§ **TRY IT**:
Examine the records and identify each line that includes the string "else". Copy those lines.

/---

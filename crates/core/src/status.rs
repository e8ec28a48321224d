//! Per-question and per-unit point aggregation.
//!
//! Everything here is a pure function of the question metadata and the
//! stored session entry; nothing is cached or mutated.

use crate::model::{PartLabel, Qtag, Question, SessionEntry, Unit, UnitSessions};

/// Display classification of a question's progress.
#[derive(Debug, Clone, Copy, PartialEq, Eq)]
pub enum Classification {
    /// Nothing earned and never graded.
    None,
    /// Graded at least once but nothing earned yet.
    AttemptedZero,
    /// Some, but not all, points earned.
    Partial,
    /// Every point earned.
    Full,
}

impl Classification {
    #[must_use]
    pub fn css_class(self) -> &'static str {
        match self {
            Classification::None => "none",
            Classification::AttemptedZero => "attempted-zero",
            Classification::Partial => "partial",
            Classification::Full => "full",
        }
    }
}

/// Completion summary for one question.
#[derive(Debug, Clone, PartialEq, Eq)]
pub struct QuestionStatus {
    pub completed_parts: Vec<PartLabel>,
    pub earned_points: u32,
    pub total_points: u32,
    pub is_complete: bool,
    pub has_attempts: bool,
}

impl QuestionStatus {
    /// `None` for questions worth zero points.
    #[must_use]
    pub fn classification(&self) -> Option<Classification> {
        if self.total_points == 0 {
            return None;
        }
        let class = if self.earned_points == 0 {
            if self.has_attempts {
                Classification::AttemptedZero
            } else {
                Classification::None
            }
        } else if self.earned_points < self.total_points {
            Classification::Partial
        } else {
            Classification::Full
        };
        Some(class)
    }

    /// Completed parts joined for table display, e.g. `"a, b"`.
    #[must_use]
    pub fn completed_label(&self) -> String {
        self.completed_parts
            .iter()
            .map(PartLabel::as_str)
            .collect::<Vec<_>>()
            .join(", ")
    }
}

/// Compute the completion summary of `question` from its stored entry.
///
/// A pass on the whole-question `all` part awards full credit and wins over
/// any disagreeing per-part results.
#[must_use]
pub fn compute_status(entry: Option<&SessionEntry>, question: &Question) -> QuestionStatus {
    let parts = question.effective_parts();
    let total_points: u32 = parts.iter().map(|p| p.points).sum();
    let has_attempts = entry.is_some_and(|e| !e.parts.is_empty());

    let passed = |label: &PartLabel| {
        entry
            .and_then(|e| e.part(label))
            .is_some_and(|r| r.grade_status.is_pass())
    };

    let mut earned_from_individual = 0_u32;
    let mut correct = Vec::new();
    for part in &parts {
        if passed(&part.label) {
            earned_from_individual = earned_from_individual.saturating_add(part.points);
            correct.push(part.label.clone());
        }
    }

    let all_passed = passed(&PartLabel::all());
    let earned_from_all = if all_passed { total_points } else { 0 };
    let earned_points = earned_from_individual.max(earned_from_all);

    let completed_parts = if earned_from_all == total_points
        || (!parts.is_empty() && correct.len() == parts.len())
    {
        vec![PartLabel::all()]
    } else {
        correct
    };

    QuestionStatus {
        completed_parts,
        earned_points,
        total_points,
        is_complete: earned_points == total_points && total_points > 0,
        has_attempts,
    }
}

/// One row of the unit dashboard.
#[derive(Debug, Clone, PartialEq, Eq)]
pub struct QuestionRow {
    pub qtag: Qtag,
    pub required: bool,
    pub status: QuestionStatus,
}

/// Aggregated totals over a unit.
#[derive(Debug, Clone, PartialEq, Eq)]
pub struct UnitStatus {
    pub rows: Vec<QuestionRow>,
    pub earned: u32,
    pub possible: u32,
    pub required_earned: u32,
    pub required_possible: u32,
}

impl UnitStatus {
    #[must_use]
    pub fn compute(unit: &Unit, sessions: Option<&UnitSessions>) -> Self {
        let mut totals = Self {
            rows: Vec::with_capacity(unit.questions().len()),
            earned: 0,
            possible: 0,
            required_earned: 0,
            required_possible: 0,
        };

        for question in unit.questions() {
            let entry = sessions.and_then(|s| s.get(question.qtag()));
            let status = compute_status(entry, question);

            totals.earned += status.earned_points;
            totals.possible += status.total_points;
            if question.required() {
                totals.required_earned += status.earned_points;
                totals.required_possible += status.total_points;
            }

            totals.rows.push(QuestionRow {
                qtag: question.qtag().clone(),
                required: question.required(),
                status,
            });
        }

        totals
    }
}
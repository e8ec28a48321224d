mod openai;
mod prompt;

use std::time::Duration;

use async_trait::async_trait;
use grader_core::model::{GradeStatus, PartLabel, Qtag, UnitId};

use crate::error::GradingError;

pub use openai::{OpenAiGrader, OpenAiGraderConfig, parse_verdict};
pub use prompt::build_task_prompt;

/// Default model when neither the caller nor the question names one.
pub const DEFAULT_MODEL: &str = "gpt-4.1-mini";

/// Default per-request timeout.
pub const DEFAULT_TIMEOUT: Duration = Duration::from_secs(20);

/// Everything needed to grade one part of one question.
#[derive(Debug, Clone, PartialEq, Eq)]
pub struct GradeRequest {
    pub unit: UnitId,
    pub qtag: Qtag,
    pub student_solution: String,
    pub part: PartLabel,
    pub model: String,
    pub api_key: Option<String>,
    pub timeout: Duration,
}

/// Verdict returned by a grading service.
#[derive(Debug, Clone, PartialEq, Eq)]
pub struct GradeVerdict {
    pub result: GradeStatus,
    pub feedback: String,
    pub full_explanation: String,
}

/// Opaque grading backend.
#[async_trait]
pub trait GradingService: Send + Sync {
    /// Grade the request.
    ///
    /// # Errors
    ///
    /// Returns `GradingError` when the service is unreachable, times out, or
    /// answers with something that is not a verdict.
    async fn grade(&self, request: &GradeRequest) -> Result<GradeVerdict, GradingError>;
}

\---

§ **TASK RESULT**:
            } else {
        } else if self.earned_points < self.total_points {
        } else {
    let earned_from_all = if all_passed { total_points } else { 0 };
    } else {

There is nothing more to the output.